Я есть вектор, порыв, направленный в бесконечность. Желают того бытия, которое воспринимается как внешнее, как находящееся за границей субъекта. Так Я открывает в Эросе свою границу, свою бесконечность. Одновременно Эрос есть преодоление этой границы, вы ход за пределы данности, трансцендирование субъективной реальности. Эрос есть мост между конечным и бесконечным, он есть трансинородное.

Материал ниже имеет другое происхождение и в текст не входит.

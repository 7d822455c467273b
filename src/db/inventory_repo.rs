// src/db/inventory_repo.rs

use chrono::Utc;
use sqlx::{SqliteConnection, SqlitePool};

use crate::{
    common::error::AppError,
    common::ids::make_id,
    models::inventory::{Product, Receipt, ShipmentItem, ShipmentPrintLine, ShipmentRow},
};

// O repositório do livro de estoque: produtos, recebimentos, expedições.
// Toda consulta filtra por org_id — uma referência de outra organização é
// impossível de construir por aqui.
#[derive(Clone)]
pub struct InventoryRepository {
    pool: SqlitePool,
}

impl InventoryRepository {
    pub fn new(pool: SqlitePool) -> Self {
        Self { pool }
    }

    // ---
    // Leituras (snapshot)
    // ---
    // Mais novo primeiro; itens de expedição na ordem de inserção.

    pub async fn list_products(&self, org_id: &str) -> Result<Vec<Product>, AppError> {
        let products = sqlx::query_as::<_, Product>(
            "SELECT * FROM org_products WHERE org_id = ? ORDER BY created_at DESC",
        )
        .bind(org_id)
        .fetch_all(&self.pool)
        .await?;
        Ok(products)
    }

    pub async fn list_receipts(&self, org_id: &str) -> Result<Vec<Receipt>, AppError> {
        let receipts = sqlx::query_as::<_, Receipt>(
            "SELECT * FROM org_receipts WHERE org_id = ? ORDER BY created_at DESC",
        )
        .bind(org_id)
        .fetch_all(&self.pool)
        .await?;
        Ok(receipts)
    }

    pub async fn list_shipments(&self, org_id: &str) -> Result<Vec<ShipmentRow>, AppError> {
        let shipments = sqlx::query_as::<_, ShipmentRow>(
            "SELECT * FROM org_shipments WHERE org_id = ? ORDER BY created_at DESC",
        )
        .bind(org_id)
        .fetch_all(&self.pool)
        .await?;
        Ok(shipments)
    }

    pub async fn list_shipment_items(
        &self,
        shipment_id: &str,
    ) -> Result<Vec<ShipmentItem>, AppError> {
        let items = sqlx::query_as::<_, ShipmentItem>(
            "SELECT * FROM org_shipment_items WHERE shipment_id = ? ORDER BY id ASC",
        )
        .bind(shipment_id)
        .fetch_all(&self.pool)
        .await?;
        Ok(items)
    }

    // Linhas do documento imprimível. LEFT JOIN: um produto apagado vira
    // um nome de reserva, a linha histórica permanece.
    pub async fn shipment_print_lines(
        &self,
        org_id: &str,
        shipment_id: &str,
    ) -> Result<Vec<ShipmentPrintLine>, AppError> {
        let lines = sqlx::query_as::<_, ShipmentPrintLine>(
            r#"
            SELECT COALESCE(p.name, 'Produto removido') AS product_name,
                   i.quantity, i.price, i.amount
            FROM org_shipment_items i
            LEFT JOIN org_products p ON p.id = i.product_id
            WHERE i.shipment_id = ? AND i.org_id = ?
            ORDER BY i.id ASC
            "#,
        )
        .bind(shipment_id)
        .bind(org_id)
        .fetch_all(&self.pool)
        .await?;
        Ok(lines)
    }

    // ---
    // Produtos
    // ---

    pub async fn insert_product(
        &self,
        conn: &mut SqliteConnection,
        org_id: &str,
        name: &str,
        sku: &str,
        unit: &str,
        price: f64,
        stock: i64,
        purchase_price: f64,
    ) -> Result<Product, AppError> {
        let product = sqlx::query_as::<_, Product>(
            r#"
            INSERT INTO org_products (id, org_id, name, sku, unit, price, stock, purchase_price, created_at)
            VALUES (?, ?, ?, ?, ?, ?, ?, ?, ?)
            RETURNING *
            "#,
        )
        .bind(make_id("p"))
        .bind(org_id)
        .bind(name)
        .bind(sku)
        .bind(unit)
        .bind(price)
        .bind(stock)
        .bind(purchase_price)
        .bind(Utc::now())
        .fetch_one(&mut *conn)
        .await?;
        Ok(product)
    }

    pub async fn update_product_price(
        &self,
        conn: &mut SqliteConnection,
        org_id: &str,
        product_id: &str,
        price: f64,
    ) -> Result<u64, AppError> {
        let result = sqlx::query("UPDATE org_products SET price = ? WHERE id = ? AND org_id = ?")
            .bind(price)
            .bind(product_id)
            .bind(org_id)
            .execute(&mut *conn)
            .await?;
        Ok(result.rows_affected())
    }

    pub async fn update_product(
        &self,
        conn: &mut SqliteConnection,
        org_id: &str,
        product_id: &str,
        name: &str,
        price: f64,
    ) -> Result<u64, AppError> {
        let result =
            sqlx::query("UPDATE org_products SET name = ?, price = ? WHERE id = ? AND org_id = ?")
                .bind(name)
                .bind(price)
                .bind(product_id)
                .bind(org_id)
                .execute(&mut *conn)
                .await?;
        Ok(result.rows_affected())
    }

    // Os recebimentos e itens de expedição do produto caem em cascata (FK)
    pub async fn delete_product(
        &self,
        conn: &mut SqliteConnection,
        org_id: &str,
        product_id: &str,
    ) -> Result<u64, AppError> {
        let result = sqlx::query("DELETE FROM org_products WHERE id = ? AND org_id = ?")
            .bind(product_id)
            .bind(org_id)
            .execute(&mut *conn)
            .await?;
        Ok(result.rows_affected())
    }

    // Apaga expedições que ficaram sem nenhum item: uma "casca" vazia não
    // pode sobreviver à remoção do produto. Mesma transação do delete.
    pub async fn sweep_empty_shipments(
        &self,
        conn: &mut SqliteConnection,
        org_id: &str,
    ) -> Result<u64, AppError> {
        let result = sqlx::query(
            r#"
            DELETE FROM org_shipments WHERE id IN (
                SELECT s.id
                FROM org_shipments s
                LEFT JOIN org_shipment_items i ON i.shipment_id = s.id
                WHERE s.org_id = ?
                GROUP BY s.id
                HAVING COUNT(i.id) = 0
            )
            "#,
        )
        .bind(org_id)
        .execute(&mut *conn)
        .await?;
        Ok(result.rows_affected())
    }

    pub async fn find_product(
        &self,
        conn: &mut SqliteConnection,
        org_id: &str,
        product_id: &str,
    ) -> Result<Option<Product>, AppError> {
        let product =
            sqlx::query_as::<_, Product>("SELECT * FROM org_products WHERE id = ? AND org_id = ?")
                .bind(product_id)
                .bind(org_id)
                .fetch_optional(&mut *conn)
                .await?;
        Ok(product)
    }

    // ---
    // Recebimentos
    // ---

    // Entrada de estoque. Custo zero significa "mantém o preço de compra
    // anterior", não "zera" — o CASE resolve isso em um único UPDATE.
    pub async fn apply_receipt_to_product(
        &self,
        conn: &mut SqliteConnection,
        org_id: &str,
        product_id: &str,
        quantity: i64,
        cost: f64,
    ) -> Result<(), AppError> {
        sqlx::query(
            r#"
            UPDATE org_products
            SET stock = stock + ?,
                purchase_price = CASE WHEN ? > 0 THEN ? ELSE purchase_price END
            WHERE id = ? AND org_id = ?
            "#,
        )
        .bind(quantity)
        .bind(cost)
        .bind(cost)
        .bind(product_id)
        .bind(org_id)
        .execute(&mut *conn)
        .await?;
        Ok(())
    }

    pub async fn insert_receipt(
        &self,
        conn: &mut SqliteConnection,
        org_id: &str,
        product_id: &str,
        quantity: i64,
        cost: f64,
    ) -> Result<Receipt, AppError> {
        let receipt = sqlx::query_as::<_, Receipt>(
            r#"
            INSERT INTO org_receipts (id, org_id, product_id, quantity, cost, created_at)
            VALUES (?, ?, ?, ?, ?, ?)
            RETURNING *
            "#,
        )
        .bind(make_id("r"))
        .bind(org_id)
        .bind(product_id)
        .bind(quantity)
        .bind(cost)
        .bind(Utc::now())
        .fetch_one(&mut *conn)
        .await?;
        Ok(receipt)
    }

    pub async fn find_receipt(
        &self,
        conn: &mut SqliteConnection,
        org_id: &str,
        receipt_id: &str,
    ) -> Result<Option<Receipt>, AppError> {
        let receipt =
            sqlx::query_as::<_, Receipt>("SELECT * FROM org_receipts WHERE id = ? AND org_id = ?")
                .bind(receipt_id)
                .bind(org_id)
                .fetch_optional(&mut *conn)
                .await?;
        Ok(receipt)
    }

    // Reversão incondicional e não-cronológica, travada em zero
    pub async fn revert_receipt_from_product(
        &self,
        conn: &mut SqliteConnection,
        org_id: &str,
        product_id: &str,
        quantity: i64,
    ) -> Result<(), AppError> {
        sqlx::query(
            r#"
            UPDATE org_products
            SET stock = CASE WHEN stock - ? < 0 THEN 0 ELSE stock - ? END
            WHERE id = ? AND org_id = ?
            "#,
        )
        .bind(quantity)
        .bind(quantity)
        .bind(product_id)
        .bind(org_id)
        .execute(&mut *conn)
        .await?;
        Ok(())
    }

    pub async fn delete_receipt(
        &self,
        conn: &mut SqliteConnection,
        org_id: &str,
        receipt_id: &str,
    ) -> Result<(), AppError> {
        sqlx::query("DELETE FROM org_receipts WHERE id = ? AND org_id = ?")
            .bind(receipt_id)
            .bind(org_id)
            .execute(&mut *conn)
            .await?;
        Ok(())
    }

    // ---
    // Expedições
    // ---

    pub async fn insert_shipment(
        &self,
        conn: &mut SqliteConnection,
        org_id: &str,
    ) -> Result<ShipmentRow, AppError> {
        let shipment = sqlx::query_as::<_, ShipmentRow>(
            r#"
            INSERT INTO org_shipments (id, org_id, created_at)
            VALUES (?, ?, ?)
            RETURNING *
            "#,
        )
        .bind(make_id("s"))
        .bind(org_id)
        .bind(Utc::now())
        .fetch_one(&mut *conn)
        .await?;
        Ok(shipment)
    }

    // Baixa guardada: só debita se ainda houver saldo. Zero linhas afetadas
    // significa que outro gravador levou as unidades — o chamador aborta a
    // transação inteira.
    pub async fn decrement_stock_guarded(
        &self,
        conn: &mut SqliteConnection,
        org_id: &str,
        product_id: &str,
        quantity: i64,
    ) -> Result<u64, AppError> {
        let result = sqlx::query(
            r#"
            UPDATE org_products
            SET stock = stock - ?
            WHERE id = ? AND org_id = ? AND stock >= ?
            "#,
        )
        .bind(quantity)
        .bind(product_id)
        .bind(org_id)
        .bind(quantity)
        .execute(&mut *conn)
        .await?;
        Ok(result.rows_affected())
    }

    pub async fn insert_shipment_item(
        &self,
        conn: &mut SqliteConnection,
        shipment_id: &str,
        org_id: &str,
        product_id: &str,
        quantity: i64,
        price: f64,
        amount: f64,
    ) -> Result<(), AppError> {
        sqlx::query(
            r#"
            INSERT INTO org_shipment_items (shipment_id, org_id, product_id, quantity, price, amount)
            VALUES (?, ?, ?, ?, ?, ?)
            "#,
        )
        .bind(shipment_id)
        .bind(org_id)
        .bind(product_id)
        .bind(quantity)
        .bind(price)
        .bind(amount)
        .execute(&mut *conn)
        .await?;
        Ok(())
    }

    pub async fn find_shipment(
        &self,
        conn: &mut SqliteConnection,
        org_id: &str,
        shipment_id: &str,
    ) -> Result<Option<ShipmentRow>, AppError> {
        let shipment = sqlx::query_as::<_, ShipmentRow>(
            "SELECT * FROM org_shipments WHERE id = ? AND org_id = ?",
        )
        .bind(shipment_id)
        .bind(org_id)
        .fetch_optional(&mut *conn)
        .await?;
        Ok(shipment)
    }

    pub async fn find_shipment_header(
        &self,
        org_id: &str,
        shipment_id: &str,
    ) -> Result<Option<ShipmentRow>, AppError> {
        let shipment = sqlx::query_as::<_, ShipmentRow>(
            "SELECT * FROM org_shipments WHERE id = ? AND org_id = ?",
        )
        .bind(shipment_id)
        .bind(org_id)
        .fetch_optional(&self.pool)
        .await?;
        Ok(shipment)
    }

    pub async fn items_for_shipment(
        &self,
        conn: &mut SqliteConnection,
        org_id: &str,
        shipment_id: &str,
    ) -> Result<Vec<ShipmentItem>, AppError> {
        let items = sqlx::query_as::<_, ShipmentItem>(
            "SELECT * FROM org_shipment_items WHERE shipment_id = ? AND org_id = ? ORDER BY id ASC",
        )
        .bind(shipment_id)
        .bind(org_id)
        .fetch_all(&mut *conn)
        .await?;
        Ok(items)
    }

    // Crédito compensatório: se o produto já foi apagado, o UPDATE não
    // encontra linha e a devolução daquele item é um no-op.
    pub async fn restore_stock(
        &self,
        conn: &mut SqliteConnection,
        org_id: &str,
        product_id: &str,
        quantity: i64,
    ) -> Result<(), AppError> {
        sqlx::query("UPDATE org_products SET stock = stock + ? WHERE id = ? AND org_id = ?")
            .bind(quantity)
            .bind(product_id)
            .bind(org_id)
            .execute(&mut *conn)
            .await?;
        Ok(())
    }

    // Os itens caem em cascata (FK)
    pub async fn delete_shipment(
        &self,
        conn: &mut SqliteConnection,
        org_id: &str,
        shipment_id: &str,
    ) -> Result<(), AppError> {
        sqlx::query("DELETE FROM org_shipments WHERE id = ? AND org_id = ?")
            .bind(shipment_id)
            .bind(org_id)
            .execute(&mut *conn)
            .await?;
        Ok(())
    }
}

Онтологическим основанием Эроса является иерархия бытия. Иерархия делает возможной сублимацию, восхождение по ступеням лестницы бытия. Сущность Эроса есть жажда полноты жизни, постоянного возрастания бытия, ностальгия по высшему смыслу. В этом своем качестве Эрос тождествен духу человека. Конечным удовлетворением жажды полноты и ценности бытия может быть только абсолютное совершенство. Поэтому транс в Абсолютное есть сущность человеческого духа. Соприкосновение с глубинами бытия, с его полнотой психологически переживается как ужас блаженства и блаженство ужаса, как спасительность и гибельность одновременно. Феноменология духа радикально двусмысленна. Еще Платон прозрел глубокое родство Эроса и Духа. Опыт духовный, мистический и эротический роднит их экстатический характер, экстаз можно определить как трансцендирование самости, как выход за границы собственной имманентности, как переход от психологически субъективного к онтологически объективному роду бытия.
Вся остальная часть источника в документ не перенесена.